But when the conversation turns to family, she leaps to life like a proud mama lion: Alexander is “very intelligent, very beautiful physically. He’s like an old soul. He’s 15 now, and soon he’s going to be driving and all that stuff. Last year he went away to boarding school in Colorado, which was great for him, but hard on me. My God, my baby. Do you know that I’ve been with him as a person longer than anyone I’ve known?”

If Alexander is the old soul, Dakota is the new spirit. “She’s into dance, gymnastics, very rhythmic.” Of the two, she seems more likely to follow in her mother’s footsteps, though Griffith has counseled her to finish her education “so she can have something to fall back on.” Again, she catches herself sounding like a mother and laughs.

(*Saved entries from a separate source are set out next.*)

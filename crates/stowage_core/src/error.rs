//! Error types for the store adapter.

use stowage_codec::{CodecError, Key};
use stowage_host::{HostError, HostErrorKind};
use thiserror::Error;

/// Result type for store operations.
pub type StoreResult<T> = Result<T, StoreError>;

/// Errors surfaced by [`crate::Database`] and the connection manager.
#[derive(Debug, Error)]
pub enum StoreError {
    /// The database could not be opened, or the handle is closed.
    #[error("connection error: {message}")]
    Connection {
        /// Description of the failure.
        message: String,
        /// Host failure behind it, if any.
        #[source]
        source: Option<HostError>,
    },

    /// A schema upgrade step failed. The database keeps its prior version.
    #[error("migration failed: {message}")]
    Migration {
        /// Description of the failure.
        message: String,
    },

    /// An insert collided with an existing key or a unique index entry.
    #[error("duplicate key in collection '{collection}': {source}")]
    DuplicateKey {
        /// Target collection.
        collection: String,
        /// Primary key of the rejected record, when known before the write.
        key: Option<Key>,
        /// Host constraint failure.
        #[source]
        source: HostError,
    },

    /// No record is stored at the key.
    #[error("no record with key {key} in collection '{collection}'")]
    NotFound {
        /// Target collection.
        collection: String,
        /// Missing key.
        key: Key,
    },

    /// Any other request failure, with the host's own detail.
    #[error("{operation} on '{collection}' failed: {source}")]
    Adapter {
        /// Adapter operation that failed.
        operation: &'static str,
        /// Target collection.
        collection: String,
        /// Host failure.
        #[source]
        source: HostError,
    },
}

impl StoreError {
    /// Creates a connection error without a host cause.
    pub fn connection(message: impl Into<String>) -> Self {
        Self::Connection {
            message: message.into(),
            source: None,
        }
    }

    /// Creates a connection error caused by a host failure.
    pub fn connection_from(message: impl Into<String>, source: HostError) -> Self {
        Self::Connection {
            message: message.into(),
            source: Some(source),
        }
    }

    /// Creates a migration error.
    pub fn migration(message: impl Into<String>) -> Self {
        Self::Migration {
            message: message.into(),
        }
    }

    /// Creates a not-found error.
    pub fn not_found(collection: impl Into<String>, key: Key) -> Self {
        Self::NotFound {
            collection: collection.into(),
            key,
        }
    }

    /// Creates an adapter error.
    pub fn adapter(operation: &'static str, collection: impl Into<String>, source: HostError) -> Self {
        Self::Adapter {
            operation,
            collection: collection.into(),
            source,
        }
    }

    /// Creates an adapter error for a record the codec rejected.
    pub(crate) fn invalid_data(
        operation: &'static str,
        collection: impl Into<String>,
        source: CodecError,
    ) -> Self {
        Self::adapter(operation, collection, HostError::from(source))
    }

    /// Host error kind behind this error, if it came from the host.
    #[must_use]
    pub fn host_kind(&self) -> Option<HostErrorKind> {
        match self {
            Self::Connection { source, .. } => source.as_ref().map(|e| e.kind),
            Self::DuplicateKey { source, .. } | Self::Adapter { source, .. } => Some(source.kind),
            Self::Migration { .. } | Self::NotFound { .. } => None,
        }
    }

    /// Returns true for [`StoreError::Connection`].
    #[must_use]
    pub fn is_connection(&self) -> bool {
        matches!(self, Self::Connection { .. })
    }

    /// Returns true for [`StoreError::Migration`].
    #[must_use]
    pub fn is_migration(&self) -> bool {
        matches!(self, Self::Migration { .. })
    }

    /// Returns true for [`StoreError::DuplicateKey`].
    #[must_use]
    pub fn is_duplicate_key(&self) -> bool {
        matches!(self, Self::DuplicateKey { .. })
    }

    /// Returns true for [`StoreError::NotFound`].
    #[must_use]
    pub fn is_not_found(&self) -> bool {
        matches!(self, Self::NotFound { .. })
    }

    /// Returns true for [`StoreError::Adapter`].
    #[must_use]
    pub fn is_adapter(&self) -> bool {
        matches!(self, Self::Adapter { .. })
    }
}

#[cfg(test)]
mod tests {
    use super::*;
    use std::error::Error as _;

    #[test]
    fn adapter_error_keeps_host_detail() {
        let err = StoreError::adapter("get", "users", HostError::data("bad key"));

        assert_eq!(err.to_string(), "get on 'users' failed: DataError: bad key");
        assert_eq!(err.host_kind(), Some(HostErrorKind::Data));
        assert!(err.source().is_some());
    }

    #[test]
    fn not_found_names_the_key() {
        let err = StoreError::not_found("users", Key::from("alice"));
        assert_eq!(
            err.to_string(),
            "no record with key \"alice\" in collection 'users'"
        );
        assert!(err.is_not_found());
        assert_eq!(err.host_kind(), None);
    }

    #[test]
    fn connection_error_source_is_optional() {
        assert!(StoreError::connection("closed").source().is_none());
        let err = StoreError::connection_from("open failed", HostError::invalid_state("gone"));
        assert_eq!(err.host_kind(), Some(HostErrorKind::InvalidState));
    }

    #[test]
    fn codec_failures_are_data_errors() {
        let err = StoreError::invalid_data("update", "users", CodecError::NotAMap { type_name: "text" });
        assert!(err.is_adapter());
        assert_eq!(err.host_kind(), Some(HostErrorKind::Data));
    }
}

As for Stella, “every day she blows my mind. I’m so glad I had her when I was older. I have more patience now, more interest. When I had Alexander, I was only 27 and struggling to keep it all together. It was scary as hell. After three, it’s really easy. You know what to expect. You know they’re not going to break.” She intends to add to her brood, she says, at least one by natural childbirth and perhaps an adoption. Even One World Networks, of which she is co-founder and managing director, is merely a means for her to reach her goal of making $100 million so that she and her progeny will never have to worry about money.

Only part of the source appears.